Seven were kept. One of the books allowed to remain on high school shelves is "People Kill People." One committee wrote the book is beneficial to high school students, but Hamilton disagrees.
"The book's got a handgun on the cover, and the title is literally 'People Kill People'," Hamilton said.
It's a controversial cover, but committee members say the book allows students to see themselves and not feel alone.
CHANGES COULD BE COMING TO HOW BOOKS ARE REVIEWED
The documents reveal that committee members fear the rubric isn't fair. They add that kids are more open-minded than adults.
A challenge could soon be less involved. Hamilton wants either a librarian or administrator to decide the fate of certain books.
"We should trust them to be educational experts when it comes to deciding which books to remove," Hamilton said.
It's a path education experts warn may not be inclusive.
"The reason you have a diverse group that should be reviewing when instructional material is challenged is because we all have very different perspectives," University of Houston assistant clinical professor Duncan Klussmann explained.
Klussmann is a former superintendent who now teaches at UH. He said book challenges aren't new.
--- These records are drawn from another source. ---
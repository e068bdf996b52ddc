use taskforge_core::{SessionStore, SessionStoreError};

/// Error types specific to the logout use case
#[derive(Debug, thiserror::Error)]
pub enum LogoutError {
    #[error("Session store error: {0}")]
    SessionStoreError(#[from] SessionStoreError),
}

/// Logout use case - revokes the presented refresh token.
///
/// Idempotent: revoking a missing or already-revoked token is not an error
/// at this layer.
pub struct LogoutUseCase<S>
where
    S: SessionStore,
{
    session_store: S,
}

impl<S> LogoutUseCase<S>
where
    S: SessionStore,
{
    pub fn new(session_store: S) -> Self {
        Self { session_store }
    }

    #[tracing::instrument(name = "LogoutUseCase::execute", skip_all)]
    pub async fn execute(&self, token: &str) -> Result<(), LogoutError> {
        let revoked = self.session_store.revoke(token, None).await?;
        if revoked {
            tracing::info!("session revoked on logout");
        }
        Ok(())
    }
}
When he was a district leader 10 years ago, books were challenged. He said these concerns were brought on by parents, never a school board member.
But he said the pandemic has caused some elected leaders to focus on libraries - an attention he said may not be a bad thing because the process of how districts buy books has changed.
"Once it became more online ordering and librarians could order directly, I feel like what happened in many cases, librarians used just the rating system," Klussmann said. "It's like you going on Amazon and saying, 'Oh, this book gets a good rating.' And there probably wasn't as strong of a review over the last 10 years of what those instruction materials or library books should be."
HAMILTON FEARS IF THE BOOKS AREN'T REMOVED, HE COULD BE CRIMINALLY CHARGED
It's not just school board members focused on this. State lawmakers are, too.
Last session, HB 900 passed that requires vendors to let districts know about graphic material.
The bill has been challenged in court. It's a 10-page bill Hamilton is aware of, although, like the books, he's only read some of it.
"I've read most of it," Hamilton said. "I haven't read word for word the entire thing."
An attorney who reviewed the bill told ABC13 there's nothing that references jail time. Hamilton said the district's attorney says it's unclear because the bill mentions a penal code where someone could be charged with a misdemeanor or felony.
More board members are set to weigh in soon. On Wednesday, there will be a special board workshop on the book challenge policy.
It'll then head back to a committee before it's expected to go to the full board for a vote later this summer.